**TASK ITEM:** Extract all lines that hold "planners" from the records below.

═════ SUPPLIED MATERIAL ═════

//! Version-control executor.
//!
//! [`VcsExecutor`] is the seam between the planners and the outside world:
//! planners ask it for ref listings and hand it refspecs, nothing else.
//! [`GitExecutor`] implements it by spawning `git` in a working copy, one
//! blocking call at a time.

use std::collections::BTreeMap;
use std::path::{Path, PathBuf};
use std::process::{Command, Output};

use chrono::{DateTime, Utc};

use crate::error::VcsError;

/// Full ref name (`refs/heads/main`, `refs/tags/v1`) to commit id.
pub type RefMap = BTreeMap<String, String>;

/// Operations the planners and the apply step need from a VCS.
pub trait VcsExecutor: Send + Sync {
    /// Local branch heads, keyed by full ref name.
    fn list_local_heads(&self) -> Result<RefMap, VcsError>;

    /// Local tags, keyed by full ref name; annotated tags map to the
    /// commit they point at.
    fn list_local_tags(&self) -> Result<RefMap, VcsError>;

    fn list_remote_heads(&self, remote: &str) -> Result<RefMap, VcsError>;

    fn list_remote_tags(&self, remote: &str) -> Result<RefMap, VcsError>;

    /// Commit id for `rev`, or `None` when it does not name a commit.
    fn resolve_revision(&self, rev: &str) -> Result<Option<String>, VcsError>;

    /// Push all `refspecs` to `remote` in one batch.
    fn push(&self, remote: &str, refspecs: &[String]) -> Result<(), VcsError>;

    /// Stage every change in the working copy, deletions included.
    fn stage_all(&self) -> Result<(), VcsError>;

    fn has_staged_changes(&self) -> Result<bool, VcsError>;

    /// Commit the index with `timestamp` as author and committer date.
    fn commit(&self, message: &str, timestamp: DateTime<Utc>) -> Result<(), VcsError>;
}

// ---------------------------------------------------------------------------
// GitExecutor
// ---------------------------------------------------------------------------

/// Runs `git` inside one working copy.
#[derive(Debug, Clone)]
pub struct GitExecutor {
    workdir: PathBuf,
    program: String,
}

impl GitExecutor {
    pub fn new(workdir: impl Into<PathBuf>) -> Self {
        Self {
            workdir: workdir.into(),
            program: "git".to_string(),
        }
    }

    /// Use a different `git` binary.
    pub fn with_program(mut self, program: impl Into<String>) -> Self {
        self.program = program.into();
        self
    }

    pub fn workdir(&self) -> &Path {
        &self.workdir
    }

    fn command(&self, args: &[&str]) -> Command {
        let mut cmd = Command::new(&self.program);
        cmd.current_dir(&self.workdir).args(args);
        cmd
    }

    fn output(&self, mut cmd: Command, args: &[&str]) -> Result<Output, VcsError> {
        tracing::debug!(workdir = %self.workdir.display(), "{} {}", self.program, args.join(" "));
        cmd.output().map_err(|source| VcsError::Spawn {
            program: self.program.clone(),
            source,
        })
    }

    /// Run and require success; returns stdout.
    fn run(&self, args: &[&str]) -> Result<String, VcsError> {
        let output = self.output(self.command(args), args)?;
        if !output.status.success() {
            return Err(self.failed(args, &output));
        }
        Ok(String::from_utf8_lossy(&output.stdout).into_owned())
    }

    fn failed(&self, args: &[&str], output: &Output) -> VcsError {
        VcsError::CommandFailed {
            program: self.program.clone(),
            args: args.iter().map(|a| a.to_string()).collect(),
            status: output.status,
            stderr: String::from_utf8_lossy(&output.stderr).trim().to_string(),
        }
    }
}

impl VcsExecutor for GitExecutor {
    fn list_local_heads(&self) -> Result<RefMap, VcsError> {
        let out = self.run(&["for-each-ref", "--format=%(objectname) %(refname)", "refs/heads"])?;
        parse_ref_listing(&self.program, &out)
    }

    fn list_local_tags(&self) -> Result<RefMap, VcsError> {
        let args = ["show-ref", "--tags", "-d"];
        let output = self.output(self.command(&args), &args)?;
        // show-ref exits 1 when there is nothing to show.
        if output.status.code() == Some(1) && output.stdout.is_empty() {
            return Ok(RefMap::new());
        }
        if !output.status.success() {
            return Err(self.failed(&args, &output));
        }
        parse_ref_listing(&self.program, &String::from_utf8_lossy(&output.stdout))
    }

    fn list_remote_heads(&self, remote: &str) -> Result<RefMap, VcsError> {
        let out = self.run(&["ls-remote", "--heads", remote])?;
        parse_ref_listing(&self.program, &out)
    }

    fn list_remote_tags(&self, remote: &str) -> Result<RefMap, VcsError> {
        let out = self.run(&["ls-remote", "--tags", remote])?;
        parse_ref_listing(&self.program, &out)
    }

    fn resolve_revision(&self, rev: &str) -> Result<Option<String>, VcsError> {
        let spec = format!("{rev}^{{commit}}");
        let args = ["rev-parse", "--verify", "--quiet", spec.as_str()];
        let output = self.output(self.command(&args), &args)?;
        if !output.status.success() {
            return Ok(None);
        }
        let sha = String::from_utf8_lossy(&output.stdout).trim().to_string();
        Ok((!sha.is_empty()).then_some(sha))
    }

    fn push(&self, remote: &str, refspecs: &[String]) -> Result<(), VcsError> {
        let mut args = vec!["push", remote];
        args.extend(refspecs.iter().map(String::as_str));
        self.run(&args)?;
        Ok(())
    }

    fn stage_all(&self) -> Result<(), VcsError> {
        self.run(&["add", "--all", "."])?;
        Ok(())
    }

    fn has_staged_changes(&self) -> Result<bool, VcsError> {
        let args = ["diff", "--cached", "--quiet"];
        let output = self.output(self.command(&args), &args)?;
        match output.status.code() {
            Some(0) => Ok(false),
            Some(1) => Ok(true),
            _ => Err(self.failed(&args, &output)),
        }
    }

    fn commit(&self, message: &str, timestamp: DateTime<Utc>) -> Result<(), VcsError> {
        let args = ["commit", "--quiet", "--message", message];
        let date = timestamp.to_rfc3339();
        let mut cmd = self.command(&args);
        cmd.env("GIT_AUTHOR_DATE", &date)
            .env("GIT_COMMITTER_DATE", &date);
        let output = self.output(cmd, &args)?;
        if !output.status.success() {
            return Err(self.failed(&args, &output));
        }
        Ok(())
    }
}

// ---------------------------------------------------------------------------
// Parsing
// ---------------------------------------------------------------------------

/// Parse `<sha> <ref>` lines (space or tab separated).
///
/// A peeled `<ref>^{}` entry replaces the tag object id with the commit id.
pub fn parse_ref_listing(program: &str, out: &str) -> Result<RefMap, VcsError> {
    let mut refs = RefMap::new();
    let mut peeled = Vec::new();
    for line in out.lines().filter(|l| !l.trim().is_empty()) {
        let mut parts = line.split_whitespace();
        let (Some(sha), Some(name), None) = (parts.next(), parts.next(), parts.next()) else {
            return Err(VcsError::Parse {
                program: program.to_string(),
                line: line.to_string(),
            });
        };
        match name.strip_suffix("^{}") {
            Some(base) => peeled.push((base.to_string(), sha.to_string())),
            None => {
                refs.insert(name.to_string(), sha.to_string());
            }
        }
    }
    refs.extend(peeled);
    Ok(refs)
}

#[cfg(test)]
mod tests {
    use super::*;

    const A: &str = "1111111111111111111111111111111111111111";
    const B: &str = "2222222222222222222222222222222222222222";

    #[test]
    fn parses_ls_remote_output() {
        let out = format!("{A}\trefs/heads/main\n{B}\trefs/heads/dev\n");
        let refs = parse_ref_listing("git", &out).expect("parse");
        assert_eq!(refs.get("refs/heads/main").map(String::as_str), Some(A));
        assert_eq!(refs.len(), 2);
    }

    #[test]
    fn peeled_entry_wins_regardless_of_order() {
        let out = format!("{B} refs/tags/v1^{{}}\n{A} refs/tags/v1\n");
        let refs = parse_ref_listing("git", &out).expect("parse");
        assert_eq!(refs.get("refs/tags/v1").map(String::as_str), Some(B));
        assert_eq!(refs.len(), 1);
    }

    #[test]
    fn malformed_line_is_an_error() {
        let err = parse_ref_listing("git", "just-one-field\n").unwrap_err();
        assert!(matches!(err, VcsError::Parse { .. }));
    }

    #[test]
    fn missing_program_is_a_spawn_error() {
        let dir = tempfile::TempDir::new().expect("tempdir");
        let git = GitExecutor::new(dir.path()).with_program("relay-no-such-git");
        let err = git.list_local_heads().unwrap_err();
        assert!(matches!(err, VcsError::Spawn { .. }));
    }
}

═════

**PROBLEM SOLUTION:**
//! [`VcsExecutor`] is the seam between the planners and the outside world:
//! planners ask it for ref listings and hand it refspecs, nothing else.
/// Operations the planners and the apply step need from a VCS.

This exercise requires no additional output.